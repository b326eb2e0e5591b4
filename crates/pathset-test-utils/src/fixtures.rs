//! Reusable grids, samples and collaborators.
//!
//! - [`FixedGenerator`]: returns the same sample every call.
//! - [`ScriptedGenerator`]: returns a list of samples in order, then repeats
//!   the last one.
//! - [`NoPathOracle`]: never finds a path.
//! - [`FixedPathOracle`]: returns a stored path regardless of input.

use pathset_core::Position;
use pathset_space::Grid;
use pathset_world::{GridGenerator, PathOracle, Sample, WorldError};
use rand::RngCore;
use std::sync::atomic::{AtomicUsize, Ordering};

/// Parse an ASCII grid (`#` wall, `.` free). Panics on malformed input.
pub fn grid(ascii: &str) -> Grid {
    Grid::parse(ascii).unwrap_or_else(|e| panic!("bad fixture grid: {e}"))
}

/// Build a path from `(row, col)` pairs.
pub fn path(cells: &[(i32, i32)]) -> Vec<Position> {
    cells.iter().copied().map(Position::from).collect()
}

/// A 3x5 sample whose start and goal are split by a wall column.
pub fn disconnected_sample() -> Sample {
    Sample {
        grid: grid(
            "
            ..#..
            ..#..
            ..#..
            ",
        ),
        start: Position::new(0, 0),
        goal: Position::new(2, 4),
    }
}

/// Always returns a clone of one sample, ignoring the requested shape.
#[derive(Clone, Debug)]
pub struct FixedGenerator {
    pub sample: Sample,
}

impl FixedGenerator {
    pub fn new(grid: Grid, start: Position, goal: Position) -> Self {
        Self {
            sample: Sample { grid, start, goal },
        }
    }
}

impl GridGenerator for FixedGenerator {
    fn sample(&self, _rows: u32, _cols: u32, _rng: &mut dyn RngCore) -> Result<Sample, WorldError> {
        Ok(self.sample.clone())
    }
}

/// Returns its samples in order, then keeps returning the last one.
///
/// Call order is shared across threads, so only use it with serial
/// generation.
#[derive(Debug)]
pub struct ScriptedGenerator {
    samples: Vec<Sample>,
    next: AtomicUsize,
}

impl ScriptedGenerator {
    pub fn new(samples: Vec<Sample>) -> Self {
        assert!(!samples.is_empty(), "script needs at least one sample");
        Self {
            samples,
            next: AtomicUsize::new(0),
        }
    }

    /// Number of samples handed out so far.
    pub fn calls(&self) -> usize {
        self.next.load(Ordering::SeqCst)
    }
}

impl GridGenerator for ScriptedGenerator {
    fn sample(&self, _rows: u32, _cols: u32, _rng: &mut dyn RngCore) -> Result<Sample, WorldError> {
        let i = self.next.fetch_add(1, Ordering::SeqCst);
        Ok(self.samples[i.min(self.samples.len() - 1)].clone())
    }
}

/// An oracle that never finds a path.
#[derive(Clone, Copy, Debug, Default)]
pub struct NoPathOracle;

impl PathOracle for NoPathOracle {
    fn shortest_path(&self, _grid: &Grid, _start: Position, _goal: Position) -> Option<Vec<Position>> {
        None
    }
}

/// An oracle that returns the same path for every query.
#[derive(Clone, Debug)]
pub struct FixedPathOracle {
    pub path: Vec<Position>,
}

impl PathOracle for FixedPathOracle {
    fn shortest_path(&self, _grid: &Grid, _start: Position, _goal: Position) -> Option<Vec<Position>> {
        Some(self.path.clone())
    }
}
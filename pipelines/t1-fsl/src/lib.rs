#![warn(missing_docs)]

//! FSL T1 分割流水线.
//!
//! 对已转换的 T1 加权图像串行执行 FSL 命令: `bet` 做脑提取
//! (分数强度阈值 0.15, robust 模式, 输出二值掩膜), 然后 `fast`
//! 做三类组织分割 (CSF/GM/WM). 输入图像未做偏置场校正时,
//! `fast` 额外输出校正后图像与偏置场估计.
//!
//! 外部命令复用 `bids-berry` 的带超时工具执行器, 运行前检查
//! `$FSLDIR` 环境变量.

pub mod segment;

pub use segment::{check_fsl_env, segment_t1, SegmentError, SegmentOptions, SegmentOutputs};
//! 结构化转换报告.
//!
//! 转换逻辑本身不写日志; 每个受试者的逐模态结果收敛进
//! [`SubjectReport`], 批次级结果收敛进 [`BatchReport`],
//! 由调用方决定如何呈现.

use std::io::{self, Write};

use crate::convert::{Conversion, ConvertError, Converted, SkipReason};
use crate::modality::Modality;

/// 单个模态的转换结果.
#[derive(Debug)]
pub enum ModalityOutcome {
    /// 转换完成, 携带产出文件清单.
    Converted(Converted),

    /// 被跳过.
    Skipped(SkipReason),

    /// 转换失败 (可恢复, 不中止批次).
    Failed(ConvertError),
}

impl From<Conversion> for ModalityOutcome {
    #[inline]
    fn from(c: Conversion) -> Self {
        match c {
            Conversion::Done(done) => ModalityOutcome::Converted(done),
            Conversion::Skipped(reason) => ModalityOutcome::Skipped(reason),
        }
    }
}

/// 一个受试者/会话的转换报告.
#[derive(Debug)]
pub struct SubjectReport {
    /// 受试者-会话名, 形如 `sub-01_ses-M00`.
    pub name: String,

    /// 逐模态结果, 按转换执行顺序排列.
    pub entries: Vec<(Modality, ModalityOutcome)>,
}

impl SubjectReport {
    /// 创建空报告.
    pub fn new<S: Into<String>>(name: S) -> Self {
        Self {
            name: name.into(),
            entries: Vec::new(),
        }
    }

    /// 记录一个模态的结果.
    #[inline]
    pub fn record(&mut self, modality: Modality, outcome: ModalityOutcome) {
        self.entries.push((modality, outcome));
    }

    /// 是否所有模态都转换完成且没有不完整数据.
    pub fn is_clean(&self) -> bool {
        self.entries.iter().all(|(_, o)| match o {
            ModalityOutcome::Converted(c) => c.incomplete.is_empty(),
            _ => false,
        })
    }

    /// 迭代失败的模态.
    pub fn failures(&self) -> impl Iterator<Item = (Modality, &ConvertError)> {
        self.entries.iter().filter_map(|(m, o)| match o {
            ModalityOutcome::Failed(e) => Some((*m, e)),
            _ => None,
        })
    }

    /// 将报告以人类可读形式写进 `w`.
    pub fn describe_into<W: Write>(&self, w: &mut W) -> io::Result<()> {
        const S4: &str = "    ";

        writeln!(w, "受试者 `{}`:", self.name)?;
        for (modality, outcome) in &self.entries {
            match outcome {
                ModalityOutcome::Converted(c) => {
                    writeln!(w, "{S4}{modality}: 完成, 产出 {} 个文件", c.artifacts.len())?;
                    for folder in &c.incomplete {
                        writeln!(w, "{S4}{S4}不完整文件夹: {}", folder.display())?;
                    }
                }
                ModalityOutcome::Skipped(reason) => {
                    writeln!(w, "{S4}{modality}: 跳过 ({reason})")?;
                }
                ModalityOutcome::Failed(e) => {
                    writeln!(w, "{S4}{modality}: 失败 ({e})")?;
                }
            }
        }
        Ok(())
    }
}

/// 一个批次 (多受试者) 的转换报告.
#[derive(Debug)]
pub struct BatchReport {
    /// 完成转换流程的受试者报告 (其中可能含被跳过/失败的模态).
    pub subjects: Vec<SubjectReport>,

    /// 整个受试者级别失败的条目: (受试者名, 失败原因).
    pub failed: Vec<(String, ConvertError)>,
}

impl BatchReport {
    /// 批次是否完全干净: 没有受试者级失败, 且逐模态全部完成.
    pub fn is_clean(&self) -> bool {
        self.failed.is_empty() && self.subjects.iter().all(SubjectReport::is_clean)
    }

    /// 将报告以人类可读形式写进 `w`.
    pub fn describe_into<W: Write>(&self, w: &mut W) -> io::Result<()> {
        for subject in &self.subjects {
            subject.describe_into(w)?;
        }
        for (name, e) in &self.failed {
            writeln!(w, "受试者 `{name}`: 受试者级失败 ({e})")?;
        }
        Ok(())
    }
}
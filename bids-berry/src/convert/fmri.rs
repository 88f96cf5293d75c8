//! 静息态功能像转换.

use std::fs;
use std::path::Path;

use super::{io_err, Conversion, ConvertError, Converted, SkipReason};
use crate::consts::pattern;
use crate::discover::{match_pattern, remove_rescan};
use crate::modality::Modality;

/// 提取并转换 fMRI 数据为 `<name>_task-rest_bold.nii.gz`.
///
/// `fixed_fmri` 给定时按该 glob 模式匹配候选文件夹, 否则按 `*fMRI*`
/// 搜索并剔除 rescan. 无候选返回 [`SkipReason::ModalityMissing`];
/// 多候选时取枚举顺序的第一个. 候选文件夹内没有图像文件时返回
/// [`SkipReason::ModalityIncomplete`].
pub fn convert_fmri(
    folder_input: &Path,
    folder_output: &Path,
    name: &str,
    fixed_fmri: Option<&str>,
) -> Result<Conversion, ConvertError> {
    let fmri_lst = match fixed_fmri {
        Some(fixed) => match_pattern(folder_input, fixed),
        None => remove_rescan(match_pattern(folder_input, pattern::FMRI)),
    };

    let Some(folder) = fmri_lst.first() else {
        return Ok(Conversion::Skipped(SkipReason::ModalityMissing));
    };

    let inner = match_pattern(folder, "*.nii*");
    let Some(src) = inner.first() else {
        return Ok(Conversion::Skipped(SkipReason::ModalityIncomplete));
    };

    fs::create_dir_all(folder_output).map_err(|e| io_err("创建目录", folder_output, e))?;

    let dest = folder_output.join(format!(
        "{name}_task-rest{}.nii.gz",
        Modality::Fmri.bids_suffix()
    ));
    fs::copy(src, &dest).map_err(|e| io_err("复制", src, e))?;

    Ok(Conversion::Done(Converted::from_artifacts(vec![dest])))
}

#[cfg(test)]
mod tests {
    use super::*;
    use tempfile::TempDir;

    #[test]
    fn test_fmri_missing() {
        let tmp = TempDir::new().unwrap();
        let got = convert_fmri(tmp.path(), &tmp.path().join("func"), "n", None).unwrap();
        assert_eq!(got, Conversion::Skipped(SkipReason::ModalityMissing));
    }

    #[test]
    fn test_fmri_converted_name() {
        let tmp = TempDir::new().unwrap();
        let dir = tmp.path().join("S010_fMRI");
        fs::create_dir(&dir).unwrap();
        fs::write(dir.join("bold.nii.gz"), b"bold").unwrap();

        let out = tmp.path().join("func");
        let got = convert_fmri(tmp.path(), &out, "sub-01_ses-M00", None).unwrap();

        let expected = out.join("sub-01_ses-M00_task-rest_bold.nii.gz");
        assert_eq!(
            got,
            Conversion::Done(Converted::from_artifacts(vec![expected.clone()]))
        );
        assert!(expected.is_file());
    }

    #[test]
    fn test_fmri_empty_folder_is_incomplete() {
        let tmp = TempDir::new().unwrap();
        fs::create_dir(tmp.path().join("S010_fMRI")).unwrap();

        let got = convert_fmri(tmp.path(), &tmp.path().join("func"), "n", None).unwrap();
        assert_eq!(got, Conversion::Skipped(SkipReason::ModalityIncomplete));
    }
}
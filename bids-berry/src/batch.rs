//! 批量转换驱动.
//!
//! 每个受试者/会话的转换相互独立, 各自拥有独立的输出目录
//! (目录创建即加锁), 因此可以安全并行. 受试者内部的失败按
//! [`ConvertError::is_fatal`] 分流: 致命错误中止整个批次,
//! 其余聚合进 [`BatchReport`] 上报.

use std::env;
use std::path::{Path, PathBuf};

use crate::convert::{
    convert_flair, convert_fmri, convert_t1, merge_dwi, ConvertError, FixedFieldmap,
};
use crate::convert::{convert_fieldmap, create_fresh_dir, io_err};
use crate::modality::Modality;
use crate::report::{BatchReport, SubjectReport};
use crate::tools::VolumeTools;

cfg_if::cfg_if! {
    if #[cfg(feature = "rayon")] {
        use rayon::iter::{IntoParallelRefIterator, ParallelIterator};
    }
}

/// 一个受试者/会话的转换任务描述.
#[derive(Debug, Clone)]
pub struct SubjectSpec {
    /// 受试者-会话名, 形如 `sub-01_ses-M00`. 同时是输出文件名前缀.
    pub name: String,

    /// 原始采集目录.
    pub raw_dir: PathBuf,

    /// 输出目录. 不允许两个任务共享同一输出目录.
    pub out_dir: PathBuf,

    /// T1 输入文件. 由上游仲裁逻辑显式给出; `None` 时跳过 T1.
    pub t1: Option<PathBuf>,

    /// FLAIR 固定覆盖文件夹.
    pub fixed_flair: Option<String>,

    /// fMRI 固定覆盖 glob 模式.
    pub fixed_fmri: Option<String>,

    /// 场图固定覆盖.
    pub fixed_fieldmap: FixedFieldmap,

    /// DWI 固定文件夹名列表.
    pub fixed_dwi: Option<Vec<String>>,
}

impl SubjectSpec {
    /// 以默认 (全自动搜索) 配置创建任务.
    pub fn new<S, P, Q>(name: S, raw_dir: P, out_dir: Q) -> Self
    where
        S: Into<String>,
        P: Into<PathBuf>,
        Q: Into<PathBuf>,
    {
        Self {
            name: name.into(),
            raw_dir: raw_dir.into(),
            out_dir: out_dir.into(),
            t1: None,
            fixed_flair: None,
            fixed_fmri: None,
            fixed_fieldmap: FixedFieldmap::default(),
            fixed_dwi: None,
        }
    }
}

/// 转换一个受试者的全部模态.
///
/// 输出目录由本函数全新创建 (已存在时返回
/// [`ConvertError::OutputAlreadyExists`], 该错误同时防止两个 worker
/// 写入同一路径). 各模态依次尝试; 可恢复的失败记录进报告后继续,
/// 致命错误立即向上传播.
pub fn convert_subject<T: VolumeTools>(
    spec: &SubjectSpec,
    denylist: &[String],
    tools: &T,
) -> Result<SubjectReport, ConvertError> {
    if let Some(parent) = spec.out_dir.parent() {
        std::fs::create_dir_all(parent).map_err(|e| io_err("创建目录", parent, e))?;
    }
    create_fresh_dir(&spec.out_dir)?;

    let mut report = SubjectReport::new(&spec.name);
    let name = spec.name.as_str();
    let raw = spec.raw_dir.as_path();

    if let Some(t1) = &spec.t1 {
        record(
            &mut report,
            Modality::T1,
            convert_t1(t1, &spec.out_dir.join("anat"), name),
        )?;
    }

    record(
        &mut report,
        Modality::Flair,
        convert_flair(
            raw,
            &spec.out_dir.join("anat"),
            name,
            spec.fixed_flair.as_deref(),
        ),
    )?;

    record(
        &mut report,
        Modality::Fmri,
        convert_fmri(
            raw,
            &spec.out_dir.join("func"),
            name,
            spec.fixed_fmri.as_deref(),
        ),
    )?;

    record(
        &mut report,
        Modality::Map,
        convert_fieldmap(
            raw,
            &spec.out_dir.join("fmap"),
            name,
            &spec.fixed_fieldmap,
            denylist,
            tools,
        ),
    )?;

    record(
        &mut report,
        Modality::Dwi,
        merge_dwi(
            raw,
            &spec.out_dir.join("dwi"),
            name,
            spec.fixed_dwi.as_deref(),
            tools,
        ),
    )?;

    Ok(report)
}

/// 将单模态结果记入报告. 仅致命错误向上传播.
fn record(
    report: &mut SubjectReport,
    modality: Modality,
    result: Result<crate::convert::Conversion, ConvertError>,
) -> Result<(), ConvertError> {
    match result {
        Ok(conversion) => {
            report.record(modality, conversion.into());
            Ok(())
        }
        Err(e) if e.is_fatal() => Err(e),
        Err(e) => {
            report.record(modality, crate::report::ModalityOutcome::Failed(e));
            Ok(())
        }
    }
}

/// 批量转换多个受试者.
///
/// 开启 `rayon` feature 时受试者在 worker 池上并行, 否则顺序执行.
/// 受试者级的可恢复失败 (如输出目录已存在) 进入
/// [`BatchReport::failed`]; 致命错误中止批次并返回 `Err`.
pub fn run_batch<T>(
    specs: &[SubjectSpec],
    denylist: &[String],
    tools: &T,
) -> Result<BatchReport, ConvertError>
where
    T: VolumeTools + Sync,
{
    cfg_if::cfg_if! {
        if #[cfg(feature = "rayon")] {
            let results: Vec<_> = specs
                .par_iter()
                .map(|s| (s.name.clone(), convert_subject(s, denylist, tools)))
                .collect();
        } else {
            let results: Vec<_> = specs
                .iter()
                .map(|s| (s.name.clone(), convert_subject(s, denylist, tools)))
                .collect();
        }
    }

    let mut subjects = Vec::with_capacity(results.len());
    let mut failed = Vec::new();
    for (name, result) in results {
        match result {
            Ok(report) => subjects.push(report),
            Err(e) if e.is_fatal() => return Err(e),
            Err(e) => failed.push((name, e)),
        }
    }

    Ok(BatchReport { subjects, failed })
}

/// 获取 `{用户主目录}/dataset/raw` 目录, 即原始采集数据的默认存放处.
pub fn home_raw_dataset_dir() -> Option<PathBuf> {
    let mut ans = dirs::home_dir()?;
    ans.push("dataset");
    ans.push("raw");
    Some(ans)
}

/// 获取原始采集数据基本路径.
///
/// 1. 若环境变量 `$BIDS_RAW_DIR` 非空, 则返回其值;
/// 2. 否则, 返回 `{用户主目录}/dataset/raw`.
pub fn raw_dir_from_env_or_home() -> Option<PathBuf> {
    if let Ok(d) = env::var("BIDS_RAW_DIR") {
        Some(PathBuf::from(d))
    } else {
        home_raw_dataset_dir()
    }
}

/// 按惯例为受试者会话生成任务名 `sub-{id}_ses-{visit}`.
#[inline]
pub fn bids_name(subject_id: &str, session_id: &str) -> String {
    format!("sub-{subject_id}_ses-{session_id}")
}

/// 在输出根目录下为受试者会话生成独立输出目录.
#[inline]
pub fn bids_out_dir<P: AsRef<Path>>(output_root: P, name: &str) -> PathBuf {
    output_root.as_ref().join(name)
}

#[cfg(test)]
mod tests {
    use super::*;
    use crate::convert::testkit::FakeTools;
    use crate::report::ModalityOutcome;
    use std::fs;
    use tempfile::TempDir;

    fn put_file(dir: &Path, name: &str, content: &str) {
        fs::write(dir.join(name), content).unwrap();
    }

    /// 构造一个含 fMRI 与完整 DWI 的受试者原始目录.
    fn make_raw(root: &Path, id: &str) -> PathBuf {
        let raw = root.join(format!("raw_{id}"));
        fs::create_dir(&raw).unwrap();

        let fmri = raw.join("S010_fMRI");
        fs::create_dir(&fmri).unwrap();
        put_file(&fmri, "bold.nii.gz", "bold");

        let dti = raw.join("S011_DTI");
        fs::create_dir(&dti).unwrap();
        put_file(&dti, "scan.nii.gz", "nii");
        put_file(&dti, "scan.bval", "0 1000\n");
        put_file(&dti, "scan.bvec", "v\n");

        raw
    }

    #[test]
    fn test_convert_subject_aggregates_outcomes() {
        let tmp = TempDir::new().unwrap();
        let raw = make_raw(tmp.path(), "a");
        let spec = SubjectSpec::new("sub-01_ses-M00", &raw, tmp.path().join("out/sub-01_ses-M00"));
        let tools = FakeTools::default();

        let report = convert_subject(&spec, &[], &tools).unwrap();

        // 无 T1 输入: FLAIR 缺失、fMRI 完成、场图缺失、DWI 完成.
        assert_eq!(report.entries.len(), 4);
        assert!(matches!(
            report.entries[1].1,
            ModalityOutcome::Converted(_)
        ));
        assert!(spec
            .out_dir
            .join("func/sub-01_ses-M00_task-rest_bold.nii.gz")
            .is_file());
        assert!(spec.out_dir.join("dwi/sub-01_ses-M00_dwi.bval").is_file());
    }

    #[test]
    fn test_run_batch_collects_subject_level_failures() {
        let tmp = TempDir::new().unwrap();
        let raw = make_raw(tmp.path(), "a");
        let out = tmp.path().join("out/sub-01_ses-M00");
        let tools = FakeTools::default();

        let first = SubjectSpec::new("sub-01_ses-M00", &raw, &out);
        run_batch(&[first.clone()], &[], &tools).unwrap();

        // 第二次转换同一输出目录: 受试者级失败, 批次不中止.
        let batch = run_batch(&[first], &[], &tools).unwrap();
        assert!(batch.subjects.is_empty());
        assert_eq!(batch.failed.len(), 1);
        assert!(matches!(
            batch.failed[0].1,
            ConvertError::OutputAlreadyExists(_)
        ));
        assert!(!batch.is_clean());
    }

    #[test]
    fn test_run_batch_flair_ambiguity_aborts() {
        let tmp = TempDir::new().unwrap();
        let raw = make_raw(tmp.path(), "a");
        for folder in ["S005_T2FLAIR", "S006_T2FLAIR"] {
            let dir = raw.join(folder);
            fs::create_dir(&dir).unwrap();
            put_file(&dir, "scan.nii.gz", "flair");
        }
        let tools = FakeTools::default();

        let spec = SubjectSpec::new("sub-01_ses-M00", &raw, tmp.path().join("out/s"));
        let err = run_batch(&[spec], &[], &tools).unwrap_err();
        assert!(err.is_fatal());
    }

    #[test]
    fn test_bids_name() {
        assert_eq!(bids_name("01", "M00"), "sub-01_ses-M00");
    }
}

────────────────────

- [ASSIGNMENT]
Scan the listing above for the word "results" and show each line where it is found.

- [PROBLEM SOLUTION]
            let results: Vec<_> = specs
            let results: Vec<_> = specs
    let mut subjects = Vec::with_capacity(results.len());
    for (name, result) in results {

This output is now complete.